Personal liability For example, suppose your local school, looking for free help from parents, asks your advice on setting up the building contract for a major new development.
You are more concerned about eating that prawn vol au vent without mishap while holding a wine glass, but you are also conscious (and flattered) that your advice will be relied upon. So you bang on about competitive quotes and professionally drawn specifications and fixed price contracts, but unfortunately don't mention that the tender needs advertising in the Official Journal of the European Union as a public-sector contract. The result is a six-month delay in the project, and significant financial loss. You could be personally liable for that loss.
In Precis (521) Plc v William M. Mercer, the buyer of a business tried to recover damages from Mercer, the well-known pensions experts and actuaries, for negligently misstating the target company's pension fund deficit.
As usual in business acquisitions, the buyer had supplied the target's owners with a long list of written questions designed to winkle out key information about the target's strengths and weaknesses. (We corporate lawyers term it a "due diligence" exercise.)
The target sent the pensions questions to its adviser Mercer, which responded both to its client and to the buyer and sent, as requested, a copy of its most recent actuarial report on the pension fund. Unfortunately the arithmetic in the report was wrong, and the reported £1.35 million fund deficit was in fact £4.5 million.
Duty of care Obviously that was negligent, and Mercer had breached a duty of care to its client. But it was the buyer, not Mercer's client, who suffered loss by (arguably) paying too much for the target business as a result. So the question is: did Mercer, in choosing to supply a copy as requested, assume a duty of care to the buyer?
The Court of Appeal answered "No". Mercer had copied its report to the buyer only because its own client had asked it to. It was sent as historic information, not current advice. The buyer could have sought their own expert advice on the pension fund (and was advised by their own lawyers to do so) but chose to save the money.
On facts not greatly different though, Mercer would have been liable - as witness this case having reached the Court of Appeal. That the buyer was on the other side of the transaction from Mercer, and with its own set of professional advisers, would, surprisingly perhaps, not itself have saved Mercer from a multi-million pound liability.
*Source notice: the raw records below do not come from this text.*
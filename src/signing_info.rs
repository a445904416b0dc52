//! Per-product signing parameters.
//!
//! The table is a JSON document with one section per avbtool operation,
//! each keyed by product name:
//!
//! ```json
//! {
//!   "add_hashtree_footer": {
//!     "enchilada": {
//!       "partition_name": "system", "hash_algorithm": "sha1",
//!       "block_size": 4096, "salt": "", "algorithm": "SHA256_RSA4096",
//!       "rollback_index": 0, "generate_fec": true, "fec_num_roots": 2,
//!       "setup_as_rootfs_from_kernel": true
//!     }
//!   },
//!   "make_vbmeta_image": {
//!     "enchilada": {
//!       "algorithm": "SHA256_RSA4096", "rollback_index": 0,
//!       "padding_size": 4096,
//!       "include_descriptors_from_image": ["boot.img", "system.img"]
//!     }
//!   }
//! }
//! ```

use std::collections::BTreeMap;
use std::fs;
use std::path::Path;

use serde::{Deserialize, Deserializer};
use tracing::warn;

use crate::{AvbSignError, HashAlgorithm, Result, SigningAlgorithm};

/// Parameters of `avbtool add_hashtree_footer` for one product.
#[derive(Debug, Clone, PartialEq, Eq, Deserialize)]
pub struct HashtreeFooterSpec {
    pub partition_name: String,
    pub hash_algorithm: HashAlgorithm,
    pub block_size: u32,
    /// Hex salt; empty lets avbtool pick a random one.
    #[serde(default)]
    pub salt: String,
    #[serde(rename = "algorithm", default = "unsigned", deserialize_with = "signing_algorithm")]
    pub signing_algorithm: SigningAlgorithm,
    #[serde(default)]
    pub rollback_index: u64,
    #[serde(default)]
    pub generate_fec: bool,
    #[serde(default)]
    pub fec_num_roots: u32,
    #[serde(default)]
    pub setup_as_rootfs_from_kernel: bool,
}

/// Parameters of `avbtool make_vbmeta_image` for one product.
#[derive(Debug, Clone, PartialEq, Eq, Deserialize)]
pub struct VBMetaSpec {
    #[serde(default = "default_vbmeta_partition")]
    pub partition_name: String,
    #[serde(rename = "algorithm", default = "unsigned", deserialize_with = "signing_algorithm")]
    pub signing_algorithm: SigningAlgorithm,
    #[serde(default)]
    pub rollback_index: u64,
    #[serde(default)]
    pub padding_size: u64,
    /// Images whose descriptors go into the vbmeta image, in order.
    #[serde(rename = "include_descriptors_from_image", default)]
    pub included_image_names: Vec<String>,
}

fn unsigned() -> SigningAlgorithm {
    SigningAlgorithm::None
}

fn default_vbmeta_partition() -> String {
    "vbmeta".into()
}

/// A missing, null or empty algorithm means an unsigned image.
fn signing_algorithm<'de, D>(deserializer: D) -> std::result::Result<SigningAlgorithm, D::Error>
where
    D: Deserializer<'de>,
{
    match Option::<String>::deserialize(deserializer)? {
        None => Ok(SigningAlgorithm::None),
        Some(name) if name.is_empty() => Ok(SigningAlgorithm::None),
        Some(name) => SigningAlgorithm::try_from(name).map_err(serde::de::Error::custom),
    }
}

/// Partition and image names end up as file names in the output directory.
fn is_file_name(name: &str) -> bool {
    !name.is_empty() && name != "." && name != ".." && !name.contains(['/', '\\'])
}

fn invalid(product: &str, reason: String) -> AvbSignError {
    AvbSignError::Config(format!("product '{product}': {reason}"))
}

impl HashtreeFooterSpec {
    fn validate(&self, product: &str) -> Result<()> {
        if !is_file_name(&self.partition_name) {
            return Err(invalid(
                product,
                format!("bad partition name '{}'", self.partition_name),
            ));
        }
        if !self.block_size.is_power_of_two() {
            return Err(invalid(
                product,
                format!("block size {} is not a power of two", self.block_size),
            ));
        }
        if self.generate_fec && self.fec_num_roots == 0 {
            return Err(invalid(product, "FEC requested with 0 roots".into()));
        }
        if !self.salt.is_empty() {
            let salt = hex::decode(&self.salt)
                .map_err(|e| invalid(product, format!("salt is not hex: {e}")))?;
            let digest_size = self.hash_algorithm.digest_size();
            if salt.len() != digest_size {
                warn!(
                    product,
                    "{}-byte salt differs from the {digest_size}-byte {} digest",
                    salt.len(),
                    self.hash_algorithm.short_name()
                );
            }
        }
        Ok(())
    }
}

impl VBMetaSpec {
    fn validate(&self, product: &str) -> Result<()> {
        if !is_file_name(&self.partition_name) {
            return Err(invalid(
                product,
                format!("bad vbmeta partition name '{}'", self.partition_name),
            ));
        }
        if let Some(name) = self.included_image_names.iter().find(|n| !is_file_name(n)) {
            return Err(invalid(product, format!("bad descriptor image name '{name}'")));
        }
        Ok(())
    }
}

/// The whole signing-info table.
#[derive(Debug, Clone, Default, Deserialize)]
pub struct SigningInfo {
    #[serde(default)]
    add_hashtree_footer: BTreeMap<String, HashtreeFooterSpec>,
    #[serde(default)]
    make_vbmeta_image: BTreeMap<String, VBMetaSpec>,
}

impl SigningInfo {
    pub fn load(path: impl AsRef<Path>) -> Result<Self> {
        let path = path.as_ref();
        let text = fs::read_to_string(path).map_err(|e| {
            AvbSignError::Config(format!("cannot read signing info '{}': {e}", path.display()))
        })?;
        Self::from_json_str(&text)
    }

    pub fn from_json_str(text: &str) -> Result<Self> {
        Ok(serde_json::from_str(text)?)
    }

    /// Validated hash-tree and vbmeta parameters of `product`.
    pub fn product(&self, product: &str) -> Result<(HashtreeFooterSpec, VBMetaSpec)> {
        let hashtree = self
            .add_hashtree_footer
            .get(product)
            .ok_or_else(|| AvbSignError::UnknownProduct {
                section: "add_hashtree_footer",
                product: product.into(),
            })?;
        let vbmeta = self
            .make_vbmeta_image
            .get(product)
            .ok_or_else(|| AvbSignError::UnknownProduct {
                section: "make_vbmeta_image",
                product: product.into(),
            })?;
        hashtree.validate(product)?;
        vbmeta.validate(product)?;
        Ok((hashtree.clone(), vbmeta.clone()))
    }
}

// ---------------------------------------------------------------------------
// Tests
// ---------------------------------------------------------------------------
A costly mistake At least Mercer is a well-established business with deep pockets. In James v Butler (see The Times, 19 May) the defendant was a private individual, a building labourer who had agreed to help his neighbour, Mr. James, build his conservatory. He had agreed to supply five days' labour for £300. Unfortunately a rafter, which Butler thought he had screwed in place, fell on James, hitting him in the face and causing him to lose an eye.
Although it had originally been ruled that Butler was not responsible, the Court of Appeal held that he hadn't any reasonable excuse for such an elementary error and was liable for his negligence.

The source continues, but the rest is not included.